JAKARTA, KabarSDGs — Badan Meteorologi, Klimatologi dan Geofisika (BMKG) menyebut gempa bumi berulang dengan periode waktu berbeda yang terjadi Mamuju dan Majene Provinis Sulawesi Barat bukanlah fenomena aneh. Sebab, pada tahun-tahun sebelumnya sering terjasi gempa. Sebab, keduanya termasuk daerah aktif gempa.
“Terjadinya gempa merusak di Majene bukan hal aneh. Secara tektonik, wilayah pesisir dan lepas pantai Sulawesi Barat terletak di zona jalur lipatan dan sesar atau fold and thrust belt,” ujar Daryono, dalam siaran pers yang diterima KabarSDGs, Selasa (2/2/2020).
Secara khusus, wilayah Majene dan Mamuju pernah terdampak gempa secara berulang dengan periode waktu berbeda. Daryono mengatakan fenomena gempa di wilayah itu tercatat sejak 1967.
Historis gempa merusak dan pernah terjadi tsunami, antara lain gempa Majene M6,3 pada 1967, kemudian 23 Februari 1969 dengan magnitude 6,9. Dua kejadian ini memicu terjadinya tsunami. Total lebih dari 100 warga meninggal dunia pada dua peristiwa tersebut.
Selanjutnya gempa Mamuju M5,8 pada 6 September 1972, gempa Mamuju M6,7 pada 8 Januari 1984, dan kejadian sebelum kejadian kemarin yaitu pada 7 November 2020, Rangkaian gempa ini bersifat merusak.
Lalu, gempa Majene yang terjadi pada dua hari berurutan yaitu 14 Januari 2021 dengan M5,9 dan 15 Januari 2021 dengan M6,2.
Ahli geologi Institut Teknologi Bandung (ITB) Benyamin Sapiie menyampaikan daerah Majene dan Mamuju merupakan daerah aktif deformasi berupa lipatan anjakan, yang melibatkan batuan dasar dan memperlihatkan keaktifan gempa tinggi.

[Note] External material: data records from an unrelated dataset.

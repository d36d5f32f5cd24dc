//! Document writer.
//!
//! Emits a complete file: header, every live object in ascending id order,
//! a classic cross-reference table and the trailer.

use super::object_serializer::ObjectSerializer;
use crate::audit;
use crate::decoders::{encode_stream, DecodeOptions, Filter};
use crate::document::Document;
use crate::encryption::{EncryptDict, SecurityHandler};
use crate::error::Result;
use crate::object::{Dictionary, Object, ObjectRef};
use std::borrow::Cow;
use std::collections::{BTreeMap, HashSet};

/// Configuration for serialization.
///
/// # Examples
///
/// ```
/// use pdf_forge::writer::WriterConfig;
///
/// let config = WriterConfig::default().with_compress(true).with_producer("pdf_forge");
/// assert!(config.compress);
/// assert!(config.garbage_collect);
/// ```
#[derive(Debug, Clone)]
pub struct WriterConfig {
    /// Header version; the document's own version when `None`
    pub version: Option<String>,
    /// Flate-compress streams when that makes them smaller
    pub compress: bool,
    /// Drop objects unreachable from the trailer
    pub garbage_collect: bool,
    /// Stamp `/ModDate` in `/Info`
    pub update_modification_date: bool,
    /// Stamp `/Producer` in `/Info`
    pub producer: Option<String>,
}

impl Default for WriterConfig {
    fn default() -> Self {
        Self {
            version: None,
            compress: false,
            garbage_collect: true,
            update_modification_date: false,
            producer: None,
        }
    }
}

impl WriterConfig {
    /// Override the header version.
    pub fn with_version(mut self, version: impl Into<String>) -> Self {
        self.version = Some(version.into());
        self
    }

    /// Enable or disable stream compression.
    pub fn with_compress(mut self, compress: bool) -> Self {
        self.compress = compress;
        self
    }

    /// Enable or disable dropping unreachable objects.
    pub fn with_garbage_collect(mut self, garbage_collect: bool) -> Self {
        self.garbage_collect = garbage_collect;
        self
    }

    /// Stamp the current time as `/ModDate`.
    pub fn with_update_modification_date(mut self, update: bool) -> Self {
        self.update_modification_date = update;
        self
    }

    /// Stamp `/Producer`.
    pub fn with_producer(mut self, producer: impl Into<String>) -> Self {
        self.producer = Some(producer.into());
        self
    }
}

/// Key material applied while writing an encrypted file.
#[derive(Debug, Clone)]
pub struct EncryptionContext {
    pub(crate) handler: SecurityHandler,
    pub(crate) dict: EncryptDict,
}

/// A fresh 16-byte file identifier.
pub fn generate_file_id() -> Vec<u8> {
    crate::encryption::random_bytes(16)
}

/// Date string in `D:YYYYMMDDHHmmSS` form, UTC.
pub fn format_date(time: chrono::DateTime<chrono::Utc>) -> String {
    time.format("D:%Y%m%d%H%M%S+00'00'").to_string()
}

/// Serialize a document.
///
/// A document without pages is written as a valid empty file.
pub fn serialize(doc: &Document, config: &WriterConfig) -> Result<Vec<u8>> {
    serialize_with(doc, config, None)
}

/// Serialize a document, encrypting strings and streams when `encryption`
/// is given.
pub fn serialize_with(
    doc: &Document,
    config: &WriterConfig,
    encryption: Option<&EncryptionContext>,
) -> Result<Vec<u8>> {
    let result = write_document(doc, config, encryption);
    audit::record("serialize", result, Some(doc.page_count()))
}

/// [`serialize_with`] without the audit event, for callers that report
/// their own.
pub(crate) fn write_document(
    doc: &Document,
    config: &WriterConfig,
    encryption: Option<&EncryptionContext>,
) -> Result<Vec<u8>> {
    doc.ensure_unlocked("serialize")?;

    let mut objects: BTreeMap<u32, (u16, Cow<'_, Object>)> = doc
        .objects()
        .map(|(r, obj)| (r.id, (r.gen, Cow::Borrowed(obj))))
        .collect();
    let mut trailer = Dictionary::new();
    trailer.insert("Root".to_string(), Object::Reference(doc.catalog_ref()?));
    if let Some(info) = doc.trailer().get("Info") {
        trailer.insert("Info".to_string(), info.clone());
    }

    stamp_info(doc, config, &mut objects, &mut trailer);

    if config.garbage_collect {
        let reachable = reachable_ids(&objects, &trailer);
        let before = objects.len();
        objects.retain(|id, _| reachable.contains(id));
        if objects.len() < before {
            log::debug!("dropped {} unreachable objects", before - objects.len());
        }
    }

    let file_id = match doc.file_id() {
        Some(id) => id,
        None => generate_file_id(),
    };
    let second_id = doc
        .trailer()
        .get("ID")
        .and_then(|id| doc.resolve(id).as_array())
        .and_then(|ids| ids.get(1))
        .and_then(|o| doc.resolve(o).as_string())
        .map(<[u8]>::to_vec)
        .unwrap_or_else(|| file_id.clone());
    trailer.insert(
        "ID".to_string(),
        Object::Array(vec![Object::String(file_id), Object::String(second_id)]),
    );

    let mut encrypt_id = None;
    if let Some(ctx) = encryption {
        let id = objects.keys().next_back().copied().unwrap_or(0) + 1;
        objects.insert(id, (0, Cow::Owned(ctx.dict.to_object())));
        trailer.insert("Encrypt".to_string(), Object::Reference(ObjectRef::new(id, 0)));
        encrypt_id = Some(id);
    }

    let size = objects.keys().next_back().copied().unwrap_or(0) + 1;
    trailer.insert("Size".to_string(), Object::Integer(size as i64));

    let serializer = ObjectSerializer::compact();
    let version = config.version.as_deref().unwrap_or(doc.version());
    let mut output = format!("%PDF-{}\n", version).into_bytes();
    output.extend_from_slice(b"%\xE2\xE3\xCF\xD3\n");

    let mut offsets: BTreeMap<u32, (usize, u16)> = BTreeMap::new();
    let mut compressed = 0usize;
    for (&id, (gen, obj)) in &objects {
        let mut obj: Cow<'_, Object> = Cow::Borrowed(obj.as_ref());
        if config.compress {
            if let Some(smaller) = compress_stream(&obj) {
                obj = Cow::Owned(smaller);
                compressed += 1;
            }
        }
        if let Some(ctx) = encryption {
            if Some(id) != encrypt_id {
                obj = Cow::Owned(ctx.handler.encrypt_object(&obj, id, *gen)?);
            }
        }
        offsets.insert(id, (output.len(), *gen));
        output.extend_from_slice(&serializer.serialize_indirect(id, *gen, &obj));
    }
    if compressed > 0 {
        log::debug!("compressed {} streams", compressed);
    }

    let xref_start = output.len();
    write_xref(&mut output, &offsets, size);

    output.extend_from_slice(b"trailer\n");
    output.extend_from_slice(&serializer.serialize(&Object::Dictionary(trailer)));
    output.extend_from_slice(format!("\nstartxref\n{}\n%%EOF\n", xref_start).as_bytes());

    log::info!(
        "serialized {} objects ({} bytes{})",
        offsets.len(),
        output.len(),
        if encryption.is_some() { ", encrypted" } else { "" }
    );
    Ok(output)
}

/// Apply `/ModDate` and `/Producer` to a copy of `/Info`.
fn stamp_info(
    doc: &Document,
    config: &WriterConfig,
    objects: &mut BTreeMap<u32, (u16, Cow<'_, Object>)>,
    trailer: &mut Dictionary,
) {
    if !config.update_modification_date && config.producer.is_none() {
        return;
    }
    let existing = trailer.get("Info").cloned();
    let mut info = existing
        .as_ref()
        .and_then(|i| doc.resolve(i).as_dict())
        .cloned()
        .unwrap_or_default();
    if config.update_modification_date {
        let now = format_date(chrono::Utc::now());
        info.insert("ModDate".to_string(), Object::String(now.into_bytes()));
    }
    if let Some(producer) = &config.producer {
        info.insert(
            "Producer".to_string(),
            Object::String(crate::document::encode_text_string(producer)),
        );
    }

    let target = match existing.as_ref().and_then(Object::as_reference) {
        Some(r) if objects.contains_key(&r.id) => r,
        _ => {
            let id = objects.keys().next_back().copied().unwrap_or(0) + 1;
            let r = ObjectRef::new(id, 0);
            trailer.insert("Info".to_string(), Object::Reference(r));
            r
        },
    };
    objects.insert(target.id, (target.gen, Cow::Owned(Object::Dictionary(info))));
}

fn reachable_ids(
    objects: &BTreeMap<u32, (u16, Cow<'_, Object>)>,
    trailer: &Dictionary,
) -> HashSet<u32> {
    let mut seen = HashSet::new();
    let mut stack = Vec::new();
    Object::Dictionary(trailer.clone()).for_each_reference(&mut |r| stack.push(r.id));
    while let Some(id) = stack.pop() {
        if !seen.insert(id) {
            continue;
        }
        if let Some((_, obj)) = objects.get(&id) {
            obj.for_each_reference(&mut |r| {
                if !seen.contains(&r.id) {
                    stack.push(r.id);
                }
            });
        }
    }
    seen
}

/// Re-encode a stream as plain FlateDecode when the result is smaller.
///
/// Streams with an image codec or an unknown filter are left alone, as are
/// payloads that do not decode cleanly.
fn compress_stream(obj: &Object) -> Option<Object> {
    let Object::Stream { dict, data } = obj else {
        return None;
    };
    if matches!(obj.dict_type(), Some("Metadata") | Some("XRef")) {
        return None;
    }
    let filters = obj.filters();
    let decodable = filters
        .iter()
        .all(|f| Filter::from_name(f).is_some_and(|f| !f.is_image_codec()));
    if !decodable {
        return None;
    }

    let decoded = if filters.is_empty() {
        data.to_vec()
    } else {
        obj.decode_stream_data_with(&DecodeOptions::exact()).ok()?
    };
    let encoded = encode_stream(&decoded, &["FlateDecode".to_string()]).ok()?;
    if encoded.len() >= data.len() {
        return None;
    }

    let mut dict = dict.clone();
    dict.insert("Filter".to_string(), Object::name("FlateDecode"));
    dict.remove("DecodeParms");
    Some(Object::stream(dict, encoded))
}

/// Classic xref table; free entries form a linked list starting at 0.
fn write_xref(output: &mut Vec<u8>, offsets: &BTreeMap<u32, (usize, u16)>, size: u32) {
    // Free entries link to the next free number, the last one back to 0.
    let mut next_free = vec![0u32; size as usize];
    let mut following = 0;
    for id in (0..size).rev() {
        if !offsets.contains_key(&id) {
            next_free[id as usize] = following;
            following = id;
        }
    }

    output.extend_from_slice(format!("xref\n0 {}\n", size).as_bytes());
    for id in 0..size {
        let line = match offsets.get(&id) {
            Some(&(offset, gen)) => format!("{:010} {:05} n \n", offset, gen),
            None if id == 0 => format!("{:010} 65535 f \n", next_free[0]),
            None => format!("{:010} 00001 f \n", next_free[id as usize]),
        };
        output.extend_from_slice(line.as_bytes());
    }
}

“Gempa Mamuju yang terjadi juga diakibatkan oleh aktivitas sesar naik pada zona fold-thrust-belt di bawah permukaan yang melibatkan batuan dasar, yang merupakan bagian dari zona FTB Sulawesi Barat,” tambah Sapiie.

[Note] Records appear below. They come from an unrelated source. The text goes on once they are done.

//! Shared fixtures for integration tests.
#![allow(dead_code)]

use pdf_forge::Document;

/// Assemble a PDF file from object bodies. Object `i + 1` is `objects[i]`
/// and object 1 must be the catalog.
pub fn build_pdf(objects: &[String]) -> Vec<u8> {
    let mut out = b"%PDF-1.7\n".to_vec();
    let mut offsets = Vec::with_capacity(objects.len());
    for (i, body) in objects.iter().enumerate() {
        offsets.push(out.len());
        out.extend_from_slice(format!("{} 0 obj\n{}\nendobj\n", i + 1, body).as_bytes());
    }
    let xref = out.len();
    out.extend_from_slice(format!("xref\n0 {}\n", objects.len() + 1).as_bytes());
    out.extend_from_slice(b"0000000000 65535 f \n");
    for offset in offsets {
        out.extend_from_slice(format!("{:010} 00000 n \n", offset).as_bytes());
    }
    out.extend_from_slice(
        format!(
            "trailer\n<< /Size {} /Root 1 0 R >>\nstartxref\n{}\n%%EOF\n",
            objects.len() + 1,
            xref
        )
        .as_bytes(),
    );
    out
}

/// An unfiltered stream object body.
pub fn stream(content: &str) -> String {
    format!("<< /Length {} >>\nstream\n{}\nendstream", content.len(), content)
}

/// Content drawing `label` at the top left of a Letter page.
pub fn label_content(label: &str) -> String {
    format!("BT /F1 12 Tf 72 720 Td ({}) Tj ET", label)
}

/// `n` Letter pages labelled "Page 1" .. "Page n". MediaBox and Resources
/// are inherited from the root.
pub fn labelled_pdf(n: usize) -> Vec<u8> {
    let first_page = 4;
    let kids: Vec<String> = (0..n).map(|i| format!("{} 0 R", first_page + 2 * i)).collect();
    let mut objects = vec![
        "<< /Type /Catalog /Pages 2 0 R >>".to_string(),
        format!(
            "<< /Type /Pages /Kids [{}] /Count {} /MediaBox [0 0 612 792] \
             /Resources << /Font << /F1 3 0 R >> >> >>",
            kids.join(" "),
            n
        ),
        "<< /Type /Font /Subtype /Type1 /BaseFont /Helvetica >>".to_string(),
    ];
    for i in 0..n {
        objects.push(format!(
            "<< /Type /Page /Parent 2 0 R /Contents {} 0 R >>",
            first_page + 2 * i + 1
        ));
        objects.push(stream(&label_content(&format!("Page {}", i + 1))));
    }
    build_pdf(&objects)
}

/// Three pages under a two-level tree. Pages 1 and 2 sit in an
/// intermediate node carrying `/Rotate 90` and an A5 MediaBox.
pub fn nested_pdf() -> Vec<u8> {
    build_pdf(&[
        "<< /Type /Catalog /Pages 2 0 R >>".to_string(),
        "<< /Type /Pages /Kids [4 0 R 9 0 R] /Count 3 /MediaBox [0 0 612 792] \
         /Resources << /Font << /F1 3 0 R >> >> >>"
            .to_string(),
        "<< /Type /Font /Subtype /Type1 /BaseFont /Helvetica >>".to_string(),
        "<< /Type /Pages /Parent 2 0 R /Kids [5 0 R 7 0 R] /Count 2 /Rotate 90 \
         /MediaBox [0 0 420 595] >>"
            .to_string(),
        "<< /Type /Page /Parent 4 0 R /Contents 6 0 R >>".to_string(),
        stream(&label_content("Page 1")),
        "<< /Type /Page /Parent 4 0 R /Contents 8 0 R >>".to_string(),
        stream(&label_content("Page 2")),
        "<< /Type /Page /Parent 2 0 R /Contents 10 0 R >>".to_string(),
        stream(&label_content("Page 3")),
    ])
}

/// Route library logs through the test harness; `RUST_LOG` picks the level.
pub fn init_logging() {
    let _ = env_logger::builder().is_test(true).try_init();
}

/// Open an in-memory fixture.
pub fn open(bytes: &[u8]) -> Document {
    init_logging();
    Document::open(bytes).expect("fixture should parse")
}

/// Page labels in page order, read back through text extraction.
pub fn labels(doc: &Document) -> Vec<String> {
    (1..=doc.page_count())
        .map(|p| pdf_forge::content::extract_page_text(doc, p).unwrap())
        .collect()
}

/// `["Page 1", ..]` for the given 1-based numbers.
pub fn expected(numbers: &[usize]) -> Vec<String> {
    numbers.iter().map(|n| format!("Page {}", n)).collect()
}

Pascagempa M6,2 BMKG mencatat hingga Senin, 1 Februari 2021, telah terjadi 39 kali gempa susulan. “Total jumlah gempa sejak terjadi gempa pembuka tercatat 48 kali dengan gempa dirasakan sebanyak 10 kali,” ujar Daryono.
Sementara itu, dilihat dari sisi kerusakan bangunan, gempa awal tahun ini sangat merusak. Namun demikian tampak titik-titik kerusakan tersebar tidak merata.
Analisis kerusakan pada bangunan tampak ada kerusakan, seperti pada area sambungan balok kolom dan dilatasi. Dilatasi merupakan sambungan atau pemisahan pada bangunan, yang berfungsi menghindari terjadinya keretakan atau putusnya sistem struktur bangunan apabila terjadi beban pada bangunan.
Menurut Guru Besar Fakultas Teknik Sipil dan Lingkungan ITB Iswandi Imran, faktor kerusakan bangunan tertentu dipengaruhi acuan terhadap building code yang mengacu pada SNI 2002 atau sebelumnya. Ia mengatakan, seismic detailing yang terpasang kemungkinan besar tidak memadai untuk zona gempa tinggi.